What you have to do: Write out the data in full, exactly as shown.

Task inputs:

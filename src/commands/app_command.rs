use crate::catalog::EntityType;
use clap::{Parser, Subcommand};
use std::path::PathBuf;

#[derive(Parser, Debug)]
#[command(name = "mythdex", about = "Mythology encyclopedia data tools")]
pub struct Cli {
    /// Database URL, overrides DATABASE_URL
    #[arg(long, global = true, value_name = "URL")]
    pub database_url: Option<String>,

    /// Media directory, overrides MEDIA_ROOT
    #[arg(long, global = true, value_name = "DIR")]
    pub media_root: Option<PathBuf>,

    #[command(subcommand)]
    pub command: AppCommand,
}

#[derive(Subcommand, Debug, Clone, PartialEq)]
pub enum AppCommand {
    /// Load entities from a JSON file into the database
    LoadData {
        /// JSON file to load data from
        json_file: PathBuf,
        /// User that creates the entities
        #[arg(long)]
        user: Option<String>,
    },
    /// Create a user that can be credited as creator
    CreateUser {
        username: String,
        #[arg(long)]
        email: Option<String>,
    },
    /// List entities
    List {
        /// Only entities of this type ("Divinity", "Hero", "Mythical Creature")
        #[arg(long = "type", value_name = "ENTITY_TYPE")]
        entity_type: Option<EntityType>,
    },
    /// Print one entity with its details and images
    Show { id: i32 },
    /// Upload an image and attach it to an entity
    AddImage {
        entity_id: i32,
        file: PathBuf,
        #[arg(long)]
        caption: Option<String>,
    },
}
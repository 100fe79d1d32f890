pub mod divinity_details;
pub mod entity_image;
pub mod hero_details;
pub mod image_with_caption;
pub mod myth_entity;
pub mod mythical_creature_details;
pub mod user;
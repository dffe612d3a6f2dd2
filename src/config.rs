use crate::error::ConfigError;
use crate::models::MicroAlgos;
use std::env;
use std::str::FromStr;
use std::time::Duration;

#[derive(Debug, Clone)]
pub struct Config {
    pub app_id: u64,
    pub asset_id: u64,
    pub genesis_id: String,
    pub storage_prefix: String,
    pub vote_delay: Duration,
    pub feedback_ttl: Duration,
    pub confirm_rounds: u64,
    pub dev_funding: MicroAlgos,
    pub dev_accounts: usize,
}

impl Default for Config {
    fn default() -> Self {
        Self {
            app_id: 745892582,
            asset_id: 745892583,
            genesis_id: "testnet-v1.0".to_string(),
            storage_prefix: "anjali-dao-donation-".to_string(),
            vote_delay: Duration::from_millis(1500),
            feedback_ttl: Duration::from_millis(4000),
            confirm_rounds: 4,
            dev_funding: MicroAlgos::from_algos(10),
            dev_accounts: 3,
        }
    }
}

fn parse_or<T: FromStr>(
    lookup: &impl Fn(&str) -> Option<String>,
    key: &'static str,
    expected: &'static str,
    default: T,
) -> Result<T, ConfigError> {
    match lookup(key) {
        Some(value) => value.trim().parse().map_err(|_| ConfigError::Invalid {
            key,
            expected,
            value,
        }),
        None => Ok(default),
    }
}

impl Config {
    /// Reads `ANJOLI_*` variables from the process environment (after `.env`).
    pub fn from_env() -> Result<Self, ConfigError> {
        Self::from_lookup(|key| env::var(key).ok())
    }

    pub fn from_lookup(lookup: impl Fn(&str) -> Option<String>) -> Result<Self, ConfigError> {
        let defaults = Config::default();

        let vote_delay_ms = parse_or(
            &lookup,
            "ANJOLI_VOTE_DELAY_MS",
            "millisecond count",
            defaults.vote_delay.as_millis() as u64,
        )?;
        let feedback_ttl_ms = parse_or(
            &lookup,
            "ANJOLI_FEEDBACK_TTL_MS",
            "millisecond count",
            defaults.feedback_ttl.as_millis() as u64,
        )?;
        let dev_funding: MicroAlgos = parse_or(
            &lookup,
            "ANJOLI_DEV_FUNDING",
            "ALGO amount",
            defaults.dev_funding,
        )?;

        Ok(Self {
            app_id: parse_or(&lookup, "ANJOLI_APP_ID", "application id", defaults.app_id)?,
            asset_id: parse_or(&lookup, "ANJOLI_ASSET_ID", "asset id", defaults.asset_id)?,
            genesis_id: lookup("ANJOLI_GENESIS_ID").unwrap_or(defaults.genesis_id),
            storage_prefix: lookup("ANJOLI_STORAGE_PREFIX").unwrap_or(defaults.storage_prefix),
            vote_delay: Duration::from_millis(vote_delay_ms),
            feedback_ttl: Duration::from_millis(feedback_ttl_ms),
            confirm_rounds: parse_or(
                &lookup,
                "ANJOLI_CONFIRM_ROUNDS",
                "round count",
                defaults.confirm_rounds,
            )?,
            dev_funding,
            dev_accounts: parse_or(
                &lookup,
                "ANJOLI_DEV_ACCOUNTS",
                "account count",
                defaults.dev_accounts,
            )?,
        })
    }
}

#[cfg(test)]
mod tests {
    use super::*;
    use std::collections::HashMap;

    fn lookup_from(pairs: &[(&str, &str)]) -> impl Fn(&str) -> Option<String> {
        let map: HashMap<String, String> = pairs
            .iter()
            .map(|(k, v)| (k.to_string(), v.to_string()))
            .collect();
        move |key: &str| map.get(key).cloned()
    }

    #[test]
    fn defaults_when_nothing_is_set() {
        let config = Config::from_lookup(|_| None).unwrap();
        assert_eq!(config.app_id, 745892582);
        assert_eq!(config.storage_prefix, "anjali-dao-donation-");
        assert_eq!(config.vote_delay, Duration::from_millis(1500));
        assert_eq!(config.dev_funding, MicroAlgos(10_000_000));
    }

    #[test]
    fn overrides_are_parsed() {
        let config = Config::from_lookup(lookup_from(&[
            ("ANJOLI_APP_ID", "42"),
            ("ANJOLI_DEV_FUNDING", "2.5"),
            ("ANJOLI_VOTE_DELAY_MS", " 10 "),
        ]))
        .unwrap();
        assert_eq!(config.app_id, 42);
        assert_eq!(config.dev_funding, MicroAlgos(2_500_000));
        assert_eq!(config.vote_delay, Duration::from_millis(10));
    }

    #[test]
    fn malformed_values_name_the_key() {
        let err = Config::from_lookup(lookup_from(&[("ANJOLI_CONFIRM_ROUNDS", "four")]))
            .unwrap_err();
        assert!(err.to_string().contains("ANJOLI_CONFIRM_ROUNDS"));
    }
}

Response to the task:
filename src/commands/app_command.rs
use crate::catalog::EntityType;
use clap::{Parser, Subcommand};
use std::path::PathBuf;

#[derive(Parser, Debug)]
#[command(name = "mythdex", about = "Mythology encyclopedia data tools")]
pub struct Cli {
    /// Database URL, overrides DATABASE_URL
    #[arg(long, global = true, value_name = "URL")]
    pub database_url: Option<String>,

    /// Media directory, overrides MEDIA_ROOT
    #[arg(long, global = true, value_name = "DIR")]
    pub media_root: Option<PathBuf>,

    #[command(subcommand)]
    pub command: AppCommand,
}

#[derive(Subcommand, Debug, Clone, PartialEq)]
pub enum AppCommand {
    /// Load entities from a JSON file into the database
    LoadData {
        /// JSON file to load data from
        json_file: PathBuf,
        /// User that creates the entities
        #[arg(long)]
        user: Option<String>,
    },
    /// Create a user that can be credited as creator
    CreateUser {
        username: String,
        #[arg(long)]
        email: Option<String>,
    },
    /// List entities
    List {
        /// Only entities of this type ("Divinity", "Hero", "Mythical Creature")
        #[arg(long = "type", value_name = "ENTITY_TYPE")]
        entity_type: Option<EntityType>,
    },
    /// Print one entity with its details and images
    Show { id: i32 },
    /// Upload an image and attach it to an entity
    AddImage {
        entity_id: i32,
        file: PathBuf,
        #[arg(long)]
        caption: Option<String>,
    },
}
repository 100fe79d1d32f890
pub mod divinity_details;
pub mod entity_image;
pub mod hero_details;
pub mod image_with_caption;
pub mod myth_entity;
pub mod mythical_creature_details;
pub mod user;
repository dffe612d3a6f2dd2
filename src/config.rs
use crate::error::ConfigError;
use crate::models::MicroAlgos;
use std::env;
use std::str::FromStr;
use std::time::Duration;

#[derive(Debug, Clone)]
pub struct Config {
    pub app_id: u64,
    pub asset_id: u64,
    pub genesis_id: String,
    pub storage_prefix: String,
    pub vote_delay: Duration,
    pub feedback_ttl: Duration,
    pub confirm_rounds: u64,
    pub dev_funding: MicroAlgos,
    pub dev_accounts: usize,
}

impl Default for Config {
    fn default() -> Self {
        Self {
            app_id: 745892582,
            asset_id: 745892583,
            genesis_id: "testnet-v1.0".to_string(),
            storage_prefix: "anjali-dao-donation-".to_string(),
            vote_delay: Duration::from_millis(1500),
            feedback_ttl: Duration::from_millis(4000),
            confirm_rounds: 4,
            dev_funding: MicroAlgos::from_algos(10),
            dev_accounts: 3,
        }
    }
}

fn parse_or<T: FromStr>(
    lookup: &impl Fn(&str) -> Option<String>,
    key: &'static str,
    expected: &'static str,
    default: T,
) -> Result<T, ConfigError> {
    match lookup(key) {
        Some(value) => value.trim().parse().map_err(|_| ConfigError::Invalid {
            key,
            expected,
            value,
        }),
        None => Ok(default),
    }
}

impl Config {
    /// Reads `ANJOLI_*` variables from the process environment (after `.env`).
    pub fn from_env() -> Result<Self, ConfigError> {
        Self::from_lookup(|key| env::var(key).ok())
    }

    pub fn from_lookup(lookup: impl Fn(&str) -> Option<String>) -> Result<Self, ConfigError> {
        let defaults = Config::default();

        let vote_delay_ms = parse_or(
            &lookup,
            "ANJOLI_VOTE_DELAY_MS",
            "millisecond count",
            defaults.vote_delay.as_millis() as u64,
        )?;
        let feedback_ttl_ms = parse_or(
            &lookup,
            "ANJOLI_FEEDBACK_TTL_MS",
            "millisecond count",
            defaults.feedback_ttl.as_millis() as u64,
        )?;
        let dev_funding: MicroAlgos = parse_or(
            &lookup,
            "ANJOLI_DEV_FUNDING",
            "ALGO amount",
            defaults.dev_funding,
        )?;

        Ok(Self {
            app_id: parse_or(&lookup, "ANJOLI_APP_ID", "application id", defaults.app_id)?,
            asset_id: parse_or(&lookup, "ANJOLI_ASSET_ID", "asset id", defaults.asset_id)?,
            genesis_id: lookup("ANJOLI_GENESIS_ID").unwrap_or(defaults.genesis_id),
            storage_prefix: lookup("ANJOLI_STORAGE_PREFIX").unwrap_or(defaults.storage_prefix),
            vote_delay: Duration::from_millis(vote_delay_ms),
            feedback_ttl: Duration::from_millis(feedback_ttl_ms),
            confirm_rounds: parse_or(
                &lookup,
                "ANJOLI_CONFIRM_ROUNDS",
                "round count",
                defaults.confirm_rounds,
            )?,
            dev_funding,
            dev_accounts: parse_or(
                &lookup,
                "ANJOLI_DEV_ACCOUNTS",
                "account count",
                defaults.dev_accounts,
            )?,
        })
    }
}

#[cfg(test)]
mod tests {
    use super::*;
    use std::collections::HashMap;

    fn lookup_from(pairs: &[(&str, &str)]) -> impl Fn(&str) -> Option<String> {
        let map: HashMap<String, String> = pairs
            .iter()
            .map(|(k, v)| (k.to_string(), v.to_string()))
            .collect();
        move |key: &str| map.get(key).cloned()
    }

    #[test]
    fn defaults_when_nothing_is_set() {
        let config = Config::from_lookup(|_| None).unwrap();
        assert_eq!(config.app_id, 745892582);
        assert_eq!(config.storage_prefix, "anjali-dao-donation-");
        assert_eq!(config.vote_delay, Duration::from_millis(1500));
        assert_eq!(config.dev_funding, MicroAlgos(10_000_000));
    }

    #[test]
    fn overrides_are_parsed() {
        let config = Config::from_lookup(lookup_from(&[
            ("ANJOLI_APP_ID", "42"),
            ("ANJOLI_DEV_FUNDING", "2.5"),
            ("ANJOLI_VOTE_DELAY_MS", " 10 "),
        ]))
        .unwrap();
        assert_eq!(config.app_id, 42);
        assert_eq!(config.dev_funding, MicroAlgos(2_500_000));
        assert_eq!(config.vote_delay, Duration::from_millis(10));
    }

    #[test]
    fn malformed_values_name_the_key() {
        let err = Config::from_lookup(lookup_from(&[("ANJOLI_CONFIRM_ROUNDS", "four")]))
            .unwrap_err();
        assert!(err.to_string().contains("ANJOLI_CONFIRM_ROUNDS"));
    }
}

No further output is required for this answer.